His daily routine was going to the office, meeting with friends and doing the daily chores, and now he is confined to staying at home and maintaining interpersonal relationships. Erik Erickson, in his Psychosocial theory, defines old age as a conflicting stage between integrity and despair, and that the successful resolution of this stage brings out the virtue of wisdom in a person.
If a person at this stage gets satisfied with the performances of the roles throughout life, he achieves integrity, whereas failure in such roles gives despair. Some of the scholars have also defined this stage as a stage of social alienation. Retirement from the job, demise of spouse and the settlement of children may bring about a state of alienation; friends, as well as partner and children, often leave an empty nest for the person.
The elderly are considered to be the most valuable part of society, but when it comes to practical behaviour, they are treated otherwise. In this fast-paced life, children often leave their old parents behind to live on their own. Growing industrialization and urbanization have promoted the culture of nuclear families, which has led to the erosion of the traditional value system and a compromise on respecting the elderly and giving them love, care, and support. Today, they are considered a liability to the family and are also subjugated to emotional, social and financial abuse, and neglect by their children. A family, as an institution, is failing to provide the safety net which one needs at this stage.
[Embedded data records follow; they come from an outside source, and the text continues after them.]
//! Reference rewriting for text bodies
//!
//! Works on raw bytes so that bodies in any ASCII-compatible charset survive
//! untouched outside the rewritten references.

use std::borrow::Cow;

use once_cell::sync::Lazy;
use regex::bytes::{Captures, Regex};
use tracing::warn;

use super::RewriteContext;

/// Root-relative attribute values: `href="/a"`, `src='/b'`
static ROOT_RELATIVE_ATTR: Lazy<Regex> = Lazy::new(|| {
    Regex::new(
        r#"(?i-u)(\b(?:href|src|action|poster|data-src)\s*=\s*)(?:"(/(?:[^/"][^"]*)?)"|'(/(?:[^/'][^']*)?)')"#,
    )
    .expect("valid attribute pattern")
});

/// Protocol-relative attribute values: `src="//cdn.example/x.js"`
static PROTOCOL_RELATIVE_ATTR: Lazy<Regex> = Lazy::new(|| {
    Regex::new(r#"(?i-u)(\b(?:href|src|action)\s*=\s*)(?:"//([^"]*)"|'//([^']*)')"#)
        .expect("valid attribute pattern")
});

/// Root-relative CSS references in any quote style
static CSS_URL: Lazy<Regex> = Lazy::new(|| {
    Regex::new(
        r#"(?i-u)url\(\s*(?:"(/(?:[^/"][^"]*)?)"|'(/(?:[^/'][^']*)?)'|(/(?:[^/"'\)\s][^"'\)\s]*)?))\s*\)"#,
    )
    .expect("valid css pattern")
});

/// Characters that may continue a host name after a literal origin match
fn continues_host(byte: u8) -> bool {
    byte.is_ascii_alphanumeric() || matches!(byte, b'.' | b'-' | b':' | b'_')
}

/// Rewrite every reference in `body` that would escape the proxy
pub fn rewrite_body(body: &[u8], ctx: &RewriteContext) -> Vec<u8> {
    let out = ROOT_RELATIVE_ATTR.replace_all(body, |caps: &Captures| {
        let (quote, value) = quoted(caps, 2, 3);
        let value = decode_html_amp(value);
        match ctx.resolve(&value).map(|abs| ctx.proxy_url(abs.as_str())) {
            Some(proxied) => attribute(&caps[1], quote, proxied.as_bytes()),
            None => caps[0].to_vec(),
        }
    });

    let out = PROTOCOL_RELATIVE_ATTR.replace_all(&out, |caps: &Captures| {
        let (quote, rest) = quoted(caps, 2, 3);
        let absolute = format!("https://{}", decode_html_amp(rest));
        match url::Url::parse(&absolute) {
            Ok(abs) => attribute(&caps[1], quote, ctx.proxy_url(abs.as_str()).as_bytes()),
            Err(_) => caps[0].to_vec(),
        }
    });

    let out = CSS_URL.replace_all(&out, |caps: &Captures| {
        let (quote, value) = match (caps.get(1), caps.get(2), caps.get(3)) {
            (Some(m), _, _) => (Some(b'"'), m.as_bytes()),
            (_, Some(m), _) => (Some(b'\''), m.as_bytes()),
            (_, _, Some(m)) => (None, m.as_bytes()),
            _ => return caps[0].to_vec(),
        };
        let resolved = std::str::from_utf8(value)
            .ok()
            .and_then(|v| ctx.resolve(v))
            .map(|abs| ctx.proxy_url(abs.as_str()));

        match resolved {
            Some(proxied) => {
                let mut css = b"url(".to_vec();
                css.extend(quote);
                css.extend_from_slice(proxied.as_bytes());
                css.extend(quote);
                css.push(b')');
                css
            }
            None => caps[0].to_vec(),
        }
    });

    rewrite_origin_literals(&out, ctx)
}

/// Replace absolute URLs on the target origin that survived the other rules
fn rewrite_origin_literals(body: &[u8], ctx: &RewriteContext) -> Vec<u8> {
    let pattern = format!(
        r#"(?i-u){}(?:[/?#][^\s"'<>()\\`]*)?"#,
        regex::escape(&ctx.origin)
    );
    let literal = match Regex::new(&pattern) {
        Ok(re) => re,
        Err(e) => {
            warn!(origin = %ctx.origin, error = %e, "Origin pattern rejected; skipping literal rewrite");
            return body.to_vec();
        }
    };

    let mut out = Vec::with_capacity(body.len());
    let mut last = 0;

    for m in literal.find_iter(body) {
        if body.get(m.end()).copied().map(continues_host).unwrap_or(false) {
            continue;
        }
        let Some(proxied) = std::str::from_utf8(m.as_bytes())
            .ok()
            .and_then(|v| url::Url::parse(&v.replace("&amp;", "&")).ok())
            .map(|abs| ctx.proxy_url(abs.as_str()))
        else {
            continue;
        };

        out.extend_from_slice(&body[last..m.start()]);
        out.extend_from_slice(proxied.as_bytes());
        last = m.end();
    }

    out.extend_from_slice(&body[last..]);
    out
}

/// Pick whichever quote-style alternative matched
fn quoted<'h>(caps: &Captures<'h>, double: usize, single: usize) -> (u8, &'h [u8]) {
    match caps.get(double) {
        Some(m) => (b'"', m.as_bytes()),
        None => (b'\'', caps.get(single).map(|m| m.as_bytes()).unwrap_or_default()),
    }
}

fn attribute(prefix: &[u8], quote: u8, value: &[u8]) -> Vec<u8> {
    let mut out = Vec::with_capacity(prefix.len() + value.len() + 2);
    out.extend_from_slice(prefix);
    out.push(quote);
    out.extend_from_slice(value);
    out.push(quote);
    out
}

fn decode_html_amp(value: &[u8]) -> Cow<'_, str> {
    let text = String::from_utf8_lossy(value);
    if text.contains("&amp;") {
        Cow::Owned(text.replace("&amp;", "&"))
    } else {
        text
    }
}
//! Activity sweep service
//!
//! Periodically prunes admission activity older than the retention period
//! and forgets clients with nothing left, bounding memory.

use std::time::Duration;

use tokio::sync::watch;
use tokio::time::{interval, Instant, MissedTickBehavior};
use tracing::{debug, info, instrument};

use crate::proxy::middleware::AdmissionGuard;

/// Activity sweep configuration
#[derive(Clone)]
pub struct ActivitySweepConfig {
    /// How often to sweep
    pub interval: Duration,
}

impl Default for ActivitySweepConfig {
    fn default() -> Self {
        Self {
            interval: Duration::from_secs(3600), // 1 hour
        }
    }
}

/// Activity sweep service
pub struct ActivitySweepService {
    guard: AdmissionGuard,
    config: ActivitySweepConfig,
}

impl ActivitySweepService {
    pub fn new(guard: AdmissionGuard, config: ActivitySweepConfig) -> Self {
        Self { guard, config }
    }

    /// Run the sweep loop until shutdown
    #[instrument(skip(self, shutdown))]
    pub async fn run(&self, mut shutdown: watch::Receiver<bool>) {
        info!(
            "Starting activity sweep service ({}s interval)",
            self.config.interval.as_secs()
        );

        let mut sweep_interval = interval(self.config.interval);
        sweep_interval.set_missed_tick_behavior(MissedTickBehavior::Delay);
        sweep_interval.tick().await; // Skip immediate tick

        loop {
            tokio::select! {
                _ = sweep_interval.tick() => {
                    let removed = self.guard.sweep(Instant::now());
                    debug!(
                        removed,
                        tracked = self.guard.client_count(),
                        "Activity sweep complete"
                    );
                }
                _ = shutdown.changed() => {
                    if *shutdown.borrow() {
                        info!("Activity sweep service shutting down");
                        break;
                    }
                }
            }
        }
    }
}

/// Handle for managing the activity sweep service
pub struct ActivitySweepHandle {
    shutdown_tx: watch::Sender<bool>,
}

impl ActivitySweepHandle {
    pub fn new() -> (Self, watch::Receiver<bool>) {
        let (tx, rx) = watch::channel(false);
        (Self { shutdown_tx: tx }, rx)
    }

    pub fn shutdown(&self) {
        let _ = self.shutdown_tx.send(true);
    }
}

impl Default for ActivitySweepHandle {
    fn default() -> Self {
        Self::new().0
    }
}

#[cfg(test)]
mod tests {
    use super::*;
    use crate::config::AdmissionConfig;
    use std::net::IpAddr;

    #[test]
    fn test_config_default() {
        let config = ActivitySweepConfig::default();
        assert_eq!(config.interval, Duration::from_secs(3600));
    }

    #[tokio::test(start_paused = true)]
    async fn test_sweep_runs_on_interval() {
        let guard = AdmissionGuard::new(AdmissionConfig {
            global_per_minute: 0,
            ..AdmissionConfig::default()
        });
        guard.admit(IpAddr::from([10, 0, 0, 1]), Instant::now());
        assert_eq!(guard.client_count(), 1);

        let (handle, shutdown) = ActivitySweepHandle::new();
        let service = ActivitySweepService::new(guard.clone(), ActivitySweepConfig::default());
        let task = tokio::spawn(async move { service.run(shutdown).await });

        tokio::time::sleep(Duration::from_secs(3601)).await;
        assert_eq!(guard.client_count(), 0);

        handle.shutdown();
        task.await.unwrap();
    }
}
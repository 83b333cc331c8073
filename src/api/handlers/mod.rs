//! Request handlers

pub mod health;
pub mod link;
pub mod proxy;
pub mod stats;
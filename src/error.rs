use axum::{
    http::StatusCode,
    response::{IntoResponse, Response},
    Json,
};
use serde_json::json;
use thiserror::Error;

/// Unified error type for the Waypoint proxy
#[derive(Error, Debug)]
pub enum WaypointError {
    // Target validation
    #[error("Target URL is required")]
    MissingTargetUrl,

    #[error("Invalid URL format")]
    InvalidTargetUrl(String),

    #[error("Invalid request: {0}")]
    InvalidRequest(String),

    // Admission
    #[error("Too many requests, please try again later")]
    RateLimitExceeded,

    #[error("Client {client_ip} is temporarily blocked")]
    ClientBlocked { client_ip: String },

    // Egress
    #[error("No egress candidates available")]
    NoEgressCandidates,

    #[error("All egress attempts failed after {attempts} attempts")]
    RetriesExhausted { attempts: u32 },

    #[error("Upstream connection failed: {0}")]
    UpstreamConnectionFailed(String),

    #[error("Upstream returned server error {status}")]
    UpstreamServerError { status: u16 },

    #[error("Operation timed out")]
    Timeout,

    // Configuration
    #[error("Invalid configuration: {0}")]
    InvalidConfig(String),

    // I/O errors
    #[error("IO error: {0}")]
    Io(#[from] std::io::Error),

    #[error("Internal error: {0}")]
    Internal(String),
}

/// Result type alias for Waypoint operations
pub type Result<T> = std::result::Result<T, WaypointError>;

impl WaypointError {
    /// Get the HTTP status code for this error
    pub fn status_code(&self) -> StatusCode {
        match self {
            // 400 Bad Request
            WaypointError::MissingTargetUrl
            | WaypointError::InvalidTargetUrl(_)
            | WaypointError::InvalidRequest(_) => StatusCode::BAD_REQUEST,

            // 429 Too Many Requests
            WaypointError::RateLimitExceeded | WaypointError::ClientBlocked { .. } => {
                StatusCode::TOO_MANY_REQUESTS
            }

            // 502 Bad Gateway
            WaypointError::RetriesExhausted { .. }
            | WaypointError::UpstreamConnectionFailed(_)
            | WaypointError::UpstreamServerError { .. }
            | WaypointError::Timeout => StatusCode::BAD_GATEWAY,

            // 503 Service Unavailable
            WaypointError::NoEgressCandidates => StatusCode::SERVICE_UNAVAILABLE,

            // 500 Internal Server Error
            WaypointError::InvalidConfig(_) | WaypointError::Io(_) | WaypointError::Internal(_) => {
                StatusCode::INTERNAL_SERVER_ERROR
            }
        }
    }

    /// Whether a failed egress attempt with this error may be retried on another path
    pub fn is_transient(&self) -> bool {
        matches!(
            self,
            WaypointError::UpstreamConnectionFailed(_)
                | WaypointError::UpstreamServerError { .. }
                | WaypointError::Timeout
        )
    }

    /// Message safe to show to clients; internal detail never leaves the process
    pub fn public_message(&self) -> String {
        if self.status_code().is_server_error()
            && !matches!(
                self,
                WaypointError::NoEgressCandidates | WaypointError::RetriesExhausted { .. }
            )
        {
            match self.status_code() {
                StatusCode::BAD_GATEWAY => "Proxy error occurred".to_string(),
                _ => "Internal server error".to_string(),
            }
        } else {
            self.to_string()
        }
    }

    /// Build a JSON error response tagged with the request correlation id
    pub fn to_response(&self, request_id: Option<&str>) -> Response {
        let body = match request_id {
            Some(id) => json!({ "error": self.public_message(), "requestId": id }),
            None => json!({ "error": self.public_message() }),
        };

        (self.status_code(), Json(body)).into_response()
    }
}

impl IntoResponse for WaypointError {
    fn into_response(self) -> Response {
        self.to_response(None)
    }
}

impl From<url::ParseError> for WaypointError {
    fn from(err: url::ParseError) -> Self {
        WaypointError::InvalidTargetUrl(err.to_string())
    }
}

impl From<reqwest::Error> for WaypointError {
    fn from(err: reqwest::Error) -> Self {
        if err.is_timeout() {
            WaypointError::Timeout
        } else {
            WaypointError::UpstreamConnectionFailed(err.to_string())
        }
    }
}

#[cfg(test)]
mod tests {
    use super::*;

    #[test]
    fn test_error_status_code_mapping() {
        assert_eq!(
            WaypointError::MissingTargetUrl.status_code(),
            StatusCode::BAD_REQUEST
        );
        assert_eq!(
            WaypointError::InvalidTargetUrl("bad".to_string()).status_code(),
            StatusCode::BAD_REQUEST
        );
        assert_eq!(
            WaypointError::RateLimitExceeded.status_code(),
            StatusCode::TOO_MANY_REQUESTS
        );
        assert_eq!(
            WaypointError::ClientBlocked {
                client_ip: "127.0.0.1".to_string()
            }
            .status_code(),
            StatusCode::TOO_MANY_REQUESTS
        );
        assert_eq!(
            WaypointError::RetriesExhausted { attempts: 3 }.status_code(),
            StatusCode::BAD_GATEWAY
        );
        assert_eq!(
            WaypointError::NoEgressCandidates.status_code(),
            StatusCode::SERVICE_UNAVAILABLE
        );
        assert_eq!(
            WaypointError::Internal("boom".to_string()).status_code(),
            StatusCode::INTERNAL_SERVER_ERROR
        );
    }

    #[test]
    fn test_transient_classification() {
        assert!(WaypointError::Timeout.is_transient());
        assert!(WaypointError::UpstreamServerError { status: 503 }.is_transient());
        assert!(WaypointError::UpstreamConnectionFailed("reset".into()).is_transient());
        assert!(!WaypointError::MissingTargetUrl.is_transient());
        assert!(!WaypointError::NoEgressCandidates.is_transient());
    }

    #[test]
    fn test_internal_detail_is_not_leaked() {
        let err = WaypointError::Internal("database password wrong".to_string());
        assert_eq!(err.public_message(), "Internal server error");

        let err = WaypointError::UpstreamConnectionFailed("10.0.0.7:3128 refused".to_string());
        assert_eq!(err.public_message(), "Proxy error occurred");

        let err = WaypointError::RetriesExhausted { attempts: 3 };
        assert_eq!(
            err.public_message(),
            "All egress attempts failed after 3 attempts"
        );
    }

    #[tokio::test]
    async fn test_error_response_carries_request_id() {
        let response = WaypointError::Internal("x".into()).to_response(Some("req-1"));
        assert_eq!(response.status(), StatusCode::INTERNAL_SERVER_ERROR);

        let body = axum::body::to_bytes(response.into_body(), usize::MAX)
            .await
            .unwrap();
        let value: serde_json::Value = serde_json::from_slice(&body).unwrap();
        assert_eq!(value["requestId"], "req-1");
        assert_eq!(value["error"], "Internal server error");
    }
}
//! Health check endpoint

use axum::extract::State;
use axum::Json;
use chrono::Utc;
use sysinfo::System;

use crate::api::server::AppState;
use crate::models::{HealthReport, MemoryUsage};

/// Health check endpoint
pub async fn health_check(State(state): State<AppState>) -> Json<HealthReport> {
    Json(HealthReport {
        status: "OK".to_string(),
        timestamp: Utc::now(),
        uptime: state.started_at.elapsed().as_secs_f64(),
        memory: memory_usage(),
        blocked_ips: state.guard.blocked_count(),
    })
}

fn memory_usage() -> MemoryUsage {
    let mut sys = System::new();
    sys.refresh_memory();

    let mut usage = MemoryUsage {
        system_total: sys.total_memory(),
        system_used: sys.used_memory(),
        ..MemoryUsage::default()
    };

    if let Ok(pid) = sysinfo::get_current_pid() {
        sys.refresh_process(pid);
        if let Some(process) = sys.process(pid) {
            usage.rss = process.memory();
            usage.virtual_memory = process.virtual_memory();
        }
    }

    usage
}
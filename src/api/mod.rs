//! HTTP surface
//!
//! Exposes the link builder, the proxy endpoint and the admission stats.

pub mod handlers;
pub mod middleware;
pub mod routes;
pub mod server;

pub use server::{ApiServer, AppState};
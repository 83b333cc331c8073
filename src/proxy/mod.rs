//! Rewriting proxy core
//!
//! This module provides:
//! - Target resolution and sanitization
//! - Admission control per client identity
//! - Egress selection with retry over a forward-proxy pool
//! - Response rewriting so navigation stays inside the proxy

pub mod egress;
pub mod handler;
pub mod headers;
pub mod middleware;
pub mod rewrite;
pub mod rotation;
pub mod target;
pub mod transport;

pub use egress::{EgressPool, EgressRoute};
pub use handler::{ProxyHandler, ProxyHandlerConfig};
pub use middleware::{Admission, AdmissionGuard, BlockList};
pub use rewrite::{rewrite_response, RewriteContext};
pub use target::TargetDescriptor;
pub use transport::{HttpTransport, UpstreamTransport};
This failure has increased the responsibility of the state to provide welfare measures to the elderly population. The Census of 2011 mentions that the elderly population in India is around 7.8%, and it is estimated to rise to 17% by 2021, which anticipates a dire need for the welfare measures associated with this stage. Establishment of old age homes and provision of financial assistance schemes are the efforts that are made by the state, but still, there is a long way to go.
Ageism should also be looked at from the lens of welfare concern as it can be a major development challenge. Keeping this in view, the Maintenance and Welfare of Parents and Older Person Act 2007 has been enacted, which specifies the responsibility of children to look after their parents and also the state to provide them with the necessary safety net. But there are several loopholes in the implementation of these schemes and legislations.
The issues of elderly care can be solved through a collaboration between caregivers and the state where neither the caregivers should feel burdened nor the state. The state could provide financial and social assistance by setting up centres where the elderly could contribute according to their capacities. In return, they could get some amount which could help them to live the rest of their life with dignity. This would also engage their day with productivity despite the isolation.
Whereas the caregiver, on the other hand, should be sensitized that it is their prime duty to take care of their parents at a stage where they need them. To care for those who have cared for you is the highest form of honour. And the care that parents provide to their children can never be compensated by any other measures. Elderly people are the treasures of a society who can contribute a lot through their lived experiences. Hence, they should be given love and care.